To ensure that the wealth of genetic data generated from this research can be translated to patient care, the research team developed a computer tool known as FitMS, which will help scientists and clinicians identify mutational signatures – both old and novel – in cancer patients, which may aid their treatment strategy.
“FitMS is ready-to-use. It is available with the publication, and we are hoping to implement it into the Genomics England NHS bioinformatics pipeline so that it is accessible nationally. It is also available as a separate package for anyone to use from anywhere in the world,” Nik-Zainal notes.
Representation in genomic studies
A key bottleneck in clinical genomics research is that, previously, study cohorts have not been largely representative. Consequently, applying the results from such studies to wider populations has been problematic. Technology Networks asks Nik-Zainal to discuss how representative the 100,000 Genomes Project sample is.
“Many genomic studies are limited to certain geographic regions within a country which tends to result in a somewhat limited representation of the total population,” she explains. “One of the benefits of this study was that it captured cancers from every geographic region in England. The region was divided into 13 recruiting ‘Genomic Medicine Centres’ between 2013–2018 (see Figure 1).
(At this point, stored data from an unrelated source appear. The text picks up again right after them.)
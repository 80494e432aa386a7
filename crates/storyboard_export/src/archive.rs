//! Zip assembly.

use crate::{MANIFEST_FILE_NAME, archive_file_name, image_file_name, manifest};
use std::collections::HashSet;
use std::io::{Cursor, Write};
use std::path::{Path, PathBuf};
use storyboard_core::{DataUri, Project};
use storyboard_error::{ExportError, ExportErrorKind, StoryboardResult};
use zip::write::SimpleFileOptions;
use zip::{CompressionMethod, ZipWriter};

/// A finished archive held in memory.
#[derive(Debug, Clone, PartialEq, Eq, derive_getters::Getters)]
pub struct ExportArchive {
    /// Suggested file name, derived from the project name
    file_name: String,
    /// Zip bytes
    bytes: Vec<u8>,
    /// Entry names in write order
    entries: Vec<String>,
}

impl ExportArchive {
    /// Write the archive into `dir` under its file name.
    ///
    /// # Errors
    ///
    /// Returns an export `Write` error if the directory or file cannot be written.
    #[tracing::instrument(skip(self), fields(file_name = %self.file_name, size = self.bytes.len()))]
    pub async fn write_to(&self, dir: &Path) -> StoryboardResult<PathBuf> {
        tokio::fs::create_dir_all(dir).await.map_err(|e| {
            ExportError::new(ExportErrorKind::Write(format!("{}: {}", dir.display(), e)))
        })?;

        let path = dir.join(&self.file_name);
        tokio::fs::write(&path, &self.bytes).await.map_err(|e| {
            ExportError::new(ExportErrorKind::Write(format!("{}: {}", path.display(), e)))
        })?;

        tracing::info!(path = %path.display(), "Wrote archive");
        Ok(path)
    }
}

/// Build the asset archive for a project.
///
/// # Errors
///
/// - `NoScenes` if the project has no scenes
/// - `DuplicateSceneNumber` if two scenes share a number
/// - `Decode` if a scene's image is not a valid base64 data URI
/// - `Archive` if the zip cannot be assembled
#[tracing::instrument(
    skip(project),
    fields(project_id = %project.id, scenes = project.scenes.len())
)]
pub fn export_assets(project: &Project) -> StoryboardResult<ExportArchive> {
    if project.scenes.is_empty() {
        return Err(ExportError::new(ExportErrorKind::NoScenes(project.name.clone())).into());
    }

    let mut seen = HashSet::new();
    for scene in &project.scenes {
        if !seen.insert(scene.scene_number) {
            return Err(
                ExportError::new(ExportErrorKind::DuplicateSceneNumber(scene.scene_number)).into(),
            );
        }
    }

    // Decode everything before writing so a bad image leaves no partial archive
    let mut images = Vec::new();
    for scene in project.scenes_in_order() {
        let Some(uri) = scene.image_data.as_deref() else {
            continue;
        };
        let bytes = DataUri::parse(uri)
            .and_then(|parsed| parsed.decode())
            .map_err(|e| {
                ExportError::new(ExportErrorKind::Decode {
                    scene_number: scene.scene_number,
                    message: e.to_string(),
                })
            })?;
        images.push((image_file_name(scene.scene_number), bytes));
    }

    let manifest_text = manifest(project);
    let options = SimpleFileOptions::default().compression_method(CompressionMethod::Deflated);
    let mut entries = Vec::with_capacity(images.len() + 1);
    let mut zip = ZipWriter::new(Cursor::new(Vec::new()));

    zip.start_file(MANIFEST_FILE_NAME, options)
        .map_err(|e| archive_error(MANIFEST_FILE_NAME, e))?;
    zip.write_all(manifest_text.as_bytes())
        .map_err(|e| archive_error(MANIFEST_FILE_NAME, e))?;
    entries.push(MANIFEST_FILE_NAME.to_string());

    for (name, bytes) in images {
        zip.start_file(name.as_str(), options)
            .map_err(|e| archive_error(&name, e))?;
        zip.write_all(&bytes).map_err(|e| archive_error(&name, e))?;
        entries.push(name);
    }

    let cursor = zip
        .finish()
        .map_err(|e| archive_error("central directory", e))?;

    let archive = ExportArchive {
        file_name: archive_file_name(&project.name),
        bytes: cursor.into_inner(),
        entries,
    };
    tracing::info!(entries = archive.entries.len(), size = archive.bytes.len(), "Built archive");
    Ok(archive)
}

#[track_caller]
fn archive_error(entry: &str, e: impl std::fmt::Display) -> ExportError {
    ExportError::new(ExportErrorKind::Archive(format!("{}: {}", entry, e)))
}
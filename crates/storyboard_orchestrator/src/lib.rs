//! Generation flows for Storyboard.
//!
//! The [`Orchestrator`] builds directives for the generation capability,
//! requests structured output, and validates what comes back before any of
//! it reaches a project:
//!
//! - [`Orchestrator::generate_story_scenes`] - story idea to ordered scenes
//! - [`Orchestrator::generate_scene_preview`] - visual prompt to image data URI
//! - [`Orchestrator::generate_scene_previews`] - several previews, bounded fan-out
//! - [`Orchestrator::generate_project_idea`] - optional topic to a project suggestion

#![forbid(unsafe_code)]
#![warn(missing_docs)]

mod directive;
mod extraction;
mod orchestrator;
mod policy;
mod response;
mod schema;

pub use directive::{idea_directive, story_directive};
pub use extraction::{parse_json, strip_code_fences};
pub use orchestrator::{Orchestrator, PreviewOutcome, PreviewRequest};
pub use policy::PromptPolicy;
pub use schema::{project_idea_schema, scene_list_schema};
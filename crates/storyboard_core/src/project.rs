//! Projects, the root entity.

use crate::{AnimationStyle, Character, Scene, VideoType, default_characters};
use chrono::{DateTime, TimeZone, Utc};
use serde::{Deserialize, Serialize};

/// A user's single animated-video planning unit.
#[derive(Debug, Clone, PartialEq, Eq, Hash, Serialize, Deserialize)]
#[serde(rename_all = "camelCase")]
pub struct Project {
    /// Identifier, unique within the store
    pub id: String,
    /// Display name
    pub name: String,
    /// Target video format
    #[serde(rename = "type")]
    pub video_type: VideoType,
    /// Animation style
    pub style: AnimationStyle,
    /// Creation time in milliseconds since the Unix epoch
    pub created_at: i64,
    /// Characters, in display order
    pub characters: Vec<Character>,
    /// Scenes; ordering is by scene number, not list position
    pub scenes: Vec<Scene>,
    /// Free-text story idea
    #[serde(default)]
    pub story_idea: String,
}

impl Project {
    /// Assemble a project from a draft.
    pub fn from_draft(id: impl Into<String>, created_at: i64, draft: ProjectDraft) -> Self {
        Self {
            id: id.into(),
            name: draft.name,
            video_type: draft.video_type,
            style: draft.style,
            created_at,
            characters: draft.characters,
            scenes: draft.scenes,
            story_idea: draft.story_idea,
        }
    }

    /// Creation time as a UTC timestamp.
    pub fn created(&self) -> Option<DateTime<Utc>> {
        Utc.timestamp_millis_opt(self.created_at).single()
    }

    /// Scenes sorted by scene number (stable for equal numbers).
    pub fn scenes_in_order(&self) -> Vec<&Scene> {
        let mut scenes: Vec<&Scene> = self.scenes.iter().collect();
        scenes.sort_by_key(|scene| scene.scene_number);
        scenes
    }

    /// Look up a scene by identifier.
    pub fn scene(&self, id: &str) -> Option<&Scene> {
        self.scenes.iter().find(|scene| scene.id == id)
    }
}

/// Creation parameters of a project.
///
/// # Examples
///
/// ```
/// use storyboard_core::{AnimationStyle, ProjectDraft, VideoType};
///
/// let draft = ProjectDraft::builder().name("Test").build().unwrap();
/// assert_eq!(draft.video_type, VideoType::Short);
/// assert_eq!(draft.style, AnimationStyle::DisneyPixar);
/// assert_eq!(draft.characters.len(), 2);
/// assert!(draft.scenes.is_empty());
/// ```
#[derive(Debug, Clone, PartialEq, Eq, Serialize, Deserialize, derive_builder::Builder)]
#[builder(setter(into), build_fn(validate = "Self::validate"))]
pub struct ProjectDraft {
    /// Display name (must not be blank)
    pub name: String,
    /// Target video format
    #[builder(default)]
    pub video_type: VideoType,
    /// Animation style
    #[builder(default)]
    pub style: AnimationStyle,
    /// Initial characters
    #[builder(default = "default_characters()")]
    pub characters: Vec<Character>,
    /// Initial scenes
    #[builder(default)]
    pub scenes: Vec<Scene>,
    /// Free-text story idea
    #[builder(default)]
    pub story_idea: String,
}

impl ProjectDraft {
    /// Creates a new builder for `ProjectDraft`.
    pub fn builder() -> ProjectDraftBuilder {
        ProjectDraftBuilder::default()
    }
}

impl ProjectDraftBuilder {
    fn validate(&self) -> Result<(), String> {
        match &self.name {
            Some(name) if name.trim().is_empty() => Err("Project name must not be blank".into()),
            _ => Ok(()),
        }
    }
}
Every location contributed samples without exception, thus we have as representative of England geographically as you can get.”
Figure 1: The distribution of the NHS Genomic Medicine Centres across England. Credit: Serena Nik-Zainal.
“Now is that a representation of the population demographic?” Nik-Zainal asks. Possibly not, she says. This is because there are different population densities and ethnic distributions in different areas. It’s difficult to determine whether the cancers analyzed in this study absolutely capture the true diversity of England’s population.
Nonetheless, Nik-Zainal adds, “Other ethnicities were represented. All the data were studied in aggregate and, as far as we are aware, mutational signatures do not show strong differences between ethnicities. Thus, we don’t think it affects the results.”
“Although for sure, more should be done to try to ensure that we have as broad and true a representation of the population as possible,” she concludes.
Professor Serena Nik-Zainal was speaking to Molly Campbell, Senior Science Writer for Technology Networks.
Reference: Degasperi A, Zou X, Amarante D, et al. Substitution mutational signatures in whole-genome-sequenced cancers of the UK national health service. Science. 2022. doi: 10.1126/science.abl9283.